Quando uma série de decisões políticas, econômicas e tecnológicas levam a Terra ao colapso, as pessoas não têm outra opção senão buscar uma maneira de sobreviver em outro lugar. A partir de investimentos de trilionários que dominam a maioria dos recursos financeiros, cientistas descobrem um planeta gêmeo e iniciam pesquisas para esquematizar o domínio do local. No ano de 2117, as frotas terrestres invadem esse novo mundo cósmico chamado “Verde” com ataques brutais.
A premissa da obra de ficção científica Cinzas do futuro, do escritor e médico Paulo Alexandre Negreiros de Andrade, percorre alguns dos principais problemas da contemporaneidade em uma narrativa envolvente e crítica na mesma medida. Ao abordar o aumento contínuo da concentração de renda, a desigualdade social extrema, a superexploração dos recursos naturais e o avanço da inteligência artificial que potencializa a destruição ambiental, o livro constrói uma trama futurista baseada nos acontecimentos do século XXI.
Em Verde, situações semelhantes ocorreram, mas seus habitantes encontraram soluções para viver em harmonia. Essa paz é abalada no momento em que os invasores chegam e iniciam uma guerra cruel, liderada por elites gananciosas e uma I.A. sem controle humano.

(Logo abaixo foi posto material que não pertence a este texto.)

use crate::{blk_device::Disk, consts, inode::Inode, BlkSize, Error, Result, TinyFs};

/// The part of a byte range that falls into the `nth` block of a file.
#[derive(Debug, Clone, Copy, PartialEq, Eq)]
struct Blk {
    nth: u32,
    offset_of_blk: u32,
    len: u32,
}

/// Splits `[pos, end)` at block boundaries.
struct BlksRange {
    blk_size: BlkSize,
    pos: u32,
    end: u32,
}

impl BlksRange {
    fn new(blk_size: BlkSize, offset: u32, end: u32) -> Self {
        Self {
            blk_size,
            pos: offset,
            end,
        }
    }
}

impl Iterator for BlksRange {
    type Item = Blk;

    fn next(&mut self) -> Option<Self::Item> {
        if self.pos >= self.end {
            return None;
        }
        let offset_of_blk = self.blk_size.mod_by(self.pos);
        let len = (self.blk_size.size() - offset_of_blk).min(self.end - self.pos);
        let blk = Blk {
            nth: self.blk_size.div_by(self.pos),
            offset_of_blk,
            len,
        };
        self.pos += len;
        Some(blk)
    }
}

impl<MutexType, DK> TinyFs<MutexType, DK>
where
    MutexType: lock_api::RawMutex,
    DK: Disk,
{
    /// Reads `buf.len()` bytes of `file` starting at `offset`.
    ///
    /// The whole range must lie inside the blocks the file owns, otherwise
    /// `OutOfRange` is returned and nothing is read. Reads never extend a file.
    pub fn read_at(&self, file: &mut Inode, offset: u32, buf: &mut [u8]) -> Result<u32> {
        check_file(file)?;
        let blk_size = self.blk_device.blk_size;
        let end = offset as u64 + buf.len() as u64;
        let capacity = (file.raw.size as u64) << blk_size.blk_size_log2;
        if end > capacity {
            return Err(Error::OutOfRange);
        }

        let mut scratch = self.blk_device.blk_buf();
        let mut read_len = 0;
        for blk in BlksRange::new(blk_size, offset, end as u32) {
            let blk_id = file.raw.direct_blks[blk.nth as usize];
            let dst = &mut buf[read_len..read_len + blk.len as usize];
            if blk.len == blk_size.size() {
                self.blk_device.read_blk(blk_id, dst)?;
            } else {
                self.blk_device.read_blk(blk_id, &mut scratch)?;
                let start = blk.offset_of_blk as usize;
                dst.copy_from_slice(&scratch[start..start + blk.len as usize]);
            }
            read_len += blk.len as usize;
        }

        file.raw.atime = self.now();
        self.write_inode(file)?;
        Ok(read_len as u32)
    }

    /// Writes `buf` into `file` at `offset`, growing the file as needed.
    ///
    /// Blocks between the current end of the file and `offset` are allocated
    /// zero filled. A write is either done in full or fails up front with
    /// `FileTooLarge` or `OutOfSpace`.
    pub fn write_at(&self, file: &mut Inode, offset: u32, buf: &[u8]) -> Result<u32> {
        check_file(file)?;
        let blk_size = self.blk_device.blk_size;
        let end = offset as u64 + buf.len() as u64;
        let end_blks = crate::div_round_up!(end, blk_size.size() as u64);
        if end_blks > consts::INODE_DIRECT_BLK_COUNT as u64 || end > u32::MAX as u64 {
            return Err(Error::FileTooLarge);
        }
        if buf.is_empty() {
            return Ok(0);
        }

        let new_blks = end_blks.saturating_sub(file.raw.size as u64);
        if new_blks > self.super_blk.free_blks() as u64 {
            return Err(Error::OutOfSpace);
        }
        for _ in 0..new_blks {
            if let Err(e) = self.append_blk(file, None) {
                // keep the blocks we already got reachable from the inode
                self.write_inode(file)?;
                return Err(e);
            }
        }

        let mut scratch = self.blk_device.blk_buf();
        let mut write_len = 0;
        for blk in BlksRange::new(blk_size, offset, end as u32) {
            let blk_id = file.raw.direct_blks[blk.nth as usize];
            let src = &buf[write_len..write_len + blk.len as usize];
            if blk.len == blk_size.size() {
                self.blk_device.write_blk(blk_id, src)?;
            } else {
                self.blk_device.read_blk(blk_id, &mut scratch)?;
                let start = blk.offset_of_blk as usize;
                scratch[start..start + blk.len as usize].copy_from_slice(src);
                self.blk_device.write_blk(blk_id, &scratch)?;
            }
            write_len += blk.len as usize;
        }

        let now = self.now();
        file.raw.byte_size = file.raw.byte_size.max(end as u32);
        file.raw.atime = now;
        file.raw.mtime = now;
        file.raw.ctime = now;
        self.write_inode(file)?;
        trace!(
            "write {} bytes at {} to inode {}",
            write_len,
            offset,
            file.inode_id
        );
        Ok(write_len as u32)
    }
}

fn check_file(inode: &Inode) -> Result<()> {
    if inode.is_dir() {
        Err(Error::IsDir)
    } else {
        Ok(())
    }
}

#[cfg(test)]
mod test {
    use super::{Blk, BlksRange};
    use crate::{
        inode::Inode,
        test_util::{create_tiny_fs, small_opts, TestFs},
        BlkSize, Error, FileType, Mode,
    };
    use alloc::vec::Vec;

    fn new_file(fs: &TestFs, name: &str) -> Inode {
        let mut root = fs.root().unwrap();
        let inode_id = fs
            .create_entry(
                &mut root,
                name.as_bytes(),
                FileType::RegFile,
                Mode::PERM_RW_USR,
                0,
                0,
            )
            .unwrap();
        fs.load_inode(inode_id).unwrap()
    }

    fn blk(nth: u32, offset_of_blk: u32, len: u32) -> Blk {
        Blk {
            nth,
            offset_of_blk,
            len,
        }
    }

    #[test]
    fn test_blks_range() {
        let blk_size = BlkSize::new(32).unwrap();
        let cases = [
            (20, 65, vec![blk(0, 20, 12), blk(1, 0, 32), blk(2, 0, 21)]),
            (20, 1, vec![blk(0, 20, 1)]),
            (0, 1, vec![blk(0, 0, 1)]),
            (32, 64, vec![blk(1, 0, 32), blk(2, 0, 32)]),
            (31, 2, vec![blk(0, 31, 1), blk(1, 0, 1)]),
            (40, 0, vec![]),
        ];
        for (offset, len, expected) in cases {
            let blks: Vec<_> = BlksRange::new(blk_size, offset, offset + len).collect();
            assert_eq!(blks, expected, "offset {} len {}", offset, len);
        }
    }

    #[test]
    fn test_ten_bytes() {
        let fs = create_tiny_fs(small_opts());
        let mut file = new_file(&fs, "a.txt");
        assert_eq!(file.byte_size(), 0);

        assert_eq!(fs.write_at(&mut file, 0, b"0123456789").unwrap(), 10);
        let mut buf = [0; 10];
        assert_eq!(fs.read_at(&mut file, 0, &mut buf).unwrap(), 10);
        assert_eq!(&buf, b"0123456789");

        let file = fs.load_inode(file.inode_id).unwrap();
        assert_eq!(file.byte_size(), 10);
        assert_eq!(file.raw.size, 1);
        assert_eq!(file.raw.blocks, 1);
    }

    #[test]
    fn test_read_write_consistency() {
        let fs = create_tiny_fs(small_opts());
        let mut file = new_file(&fs, "f");
        let data: Vec<u8> = (0..3000u32).map(|i| (i % 251) as u8).collect();
        let cases = [(0, 1), (0, 512), (1, 511), (300, 1000), (511, 2), (1024, 3000), (4000, 96)];
        for (offset, len) in cases {
            let src = &data[..len];
            assert_eq!(fs.write_at(&mut file, offset, src).unwrap(), len as u32);
            let mut dst = vec![0; len];
            fs.read_at(&mut file, offset, &mut dst).unwrap();
            assert_eq!(dst, src, "offset {} len {}", offset, len);
        }
        // 4096 bytes span exactly 8 blocks
        assert_eq!(file.raw.size, 8);
        assert_eq!(file.byte_size(), 4096);
    }

    #[test]
    fn test_overwrite_keeps_neighbours() {
        let fs = create_tiny_fs(small_opts());
        let mut file = new_file(&fs, "f");
        fs.write_at(&mut file, 0, &[b'a'; 1024]).unwrap();
        fs.write_at(&mut file, 510, b"xyz").unwrap();

        let mut buf = [0; 1024];
        fs.read_at(&mut file, 0, &mut buf).unwrap();
        assert!(buf[..510].iter().all(|&c| c == b'a'));
        assert_eq!(&buf[510..513], b"xyz");
        assert!(buf[513..].iter().all(|&c| c == b'a'));
        assert_eq!(file.byte_size(), 1024);
    }

    #[test]
    fn test_gap_is_zero_filled() {
        let fs = create_tiny_fs(small_opts());
        let mut file = new_file(&fs, "f");
        fs.write_at(&mut file, 1500, b"end").unwrap();
        assert_eq!(file.raw.size, 3);
        assert_eq!(file.byte_size(), 1503);

        let mut buf = vec![0xff; 1500];
        fs.read_at(&mut file, 0, &mut buf).unwrap();
        assert!(buf.iter().all(|&c| c == 0));
    }

    #[test]
    fn test_file_too_large() {
        let fs = create_tiny_fs(small_opts());
        let mut file = new_file(&fs, "f");
        let free_blks = fs.super_blk().free_blks();
        // 16 blocks of 512 bytes
        fs.write_at(&mut file, 8191, b"x").unwrap();
        assert!(matches!(
            fs.write_at(&mut file, 8191, b"xy"),
            Err(Error::FileTooLarge)
        ));
        assert!(matches!(
            fs.write_at(&mut file, u32::MAX, b"xy"),
            Err(Error::FileTooLarge)
        ));
        assert_eq!(fs.super_blk().free_blks(), free_blks - 16);
        assert_eq!(file.byte_size(), 8192);
    }

    #[test]
    fn test_out_of_space_is_all_or_nothing() {
        let fs = create_tiny_fs(small_opts());
        let mut files: Vec<_> = (0..4).map(|i| new_file(&fs, &format!("f{}", i))).collect();
        // root holds three blocks, three files take 48 of the remaining 61
        for file in files.iter_mut().take(3) {
            fs.write_at(file, 0, &[1; 8192]).unwrap();
        }
        let free_blks = fs.super_blk().free_blks();
        assert_eq!(free_blks, 13);

        assert!(matches!(
            fs.write_at(&mut files[3], 0, &[1; 8192]),
            Err(Error::OutOfSpace)
        ));
        assert_eq!(fs.super_blk().free_blks(), free_blks);
        assert_eq!(fs.load_inode(files[3].inode_id).unwrap().raw.size, 0);
    }

    #[test]
    fn test_out_of_range() {
        let fs = create_tiny_fs(small_opts());
        let mut file = new_file(&fs, "f");
        let mut buf = [0; 4];
        assert!(matches!(
            fs.read_at(&mut file, 0, &mut buf),
            Err(Error::OutOfRange)
        ));

        fs.write_at(&mut file, 0, b"ab").unwrap();
        // the rest of the block is readable, the next one is not
        fs.read_at(&mut file, 0, &mut buf).unwrap();
        assert_eq!(&buf, b"ab\0\0");
        assert!(matches!(
            fs.read_at(&mut file, 510, &mut buf),
            Err(Error::OutOfRange)
        ));
    }

    #[test]
    fn test_dir_io() {
        let fs = create_tiny_fs(small_opts());
        let mut root = fs.root().unwrap();
        let mut buf = [0; 4];
        assert!(matches!(
            fs.read_at(&mut root, 0, &mut buf),
            Err(Error::IsDir)
        ));
        assert!(matches!(fs.write_at(&mut root, 0, &buf), Err(Error::IsDir)));
    }
}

Com o estabelecimento de um novo regime, chips neurais são instaurados para o controle total da população, que se torna prisioneira da tecnologia.
Mas ainda há resistência. Em meio aos conflitos, o Grupo dos Cinco se estabelece e reúne um bando nômade de jovens que lideram a revolução. Enquanto engenheiros como Kael e Mina utilizam seus conhecimentos para sabotar o sistema que ameaça o planeta, o movimento rebelde descobre as memórias de um antigo ancião que parece ter as respostas para reconstituir o equilíbrio.
Futuro distópico
Ao atravessar as fronteiras entre ciência e arte, o real e o imaginário, o íntimo e o coletivo, Cinzas do futuro convida a imergir em um futuro distópico que se apresenta como um cenário plausível diante das experiências atuais. Mas, ao também retratar a aliança improvável entre terráqueos e verdianos, a trama valoriza as vozes dissidentes e revela sua força para a transformação do mundo.
"Minha intenção é que o livro funcione como uma reflexão sobre o destino da humanidade. Nenhuma civilização é permanente. Assim como impérios históricos ruíram, a Terra também pode entrar em decadência. Ainda busco refletir sobre como a tecnologia não é uma solução universal, porque, quando ela é controlada por elites sem visão e empatia, e sem a consciência que vivemos em um planeta emprestado, estamos acelerando desigualdades e destruição ambiental”, complementa Paulo Alexandre Negreiros de Andrade.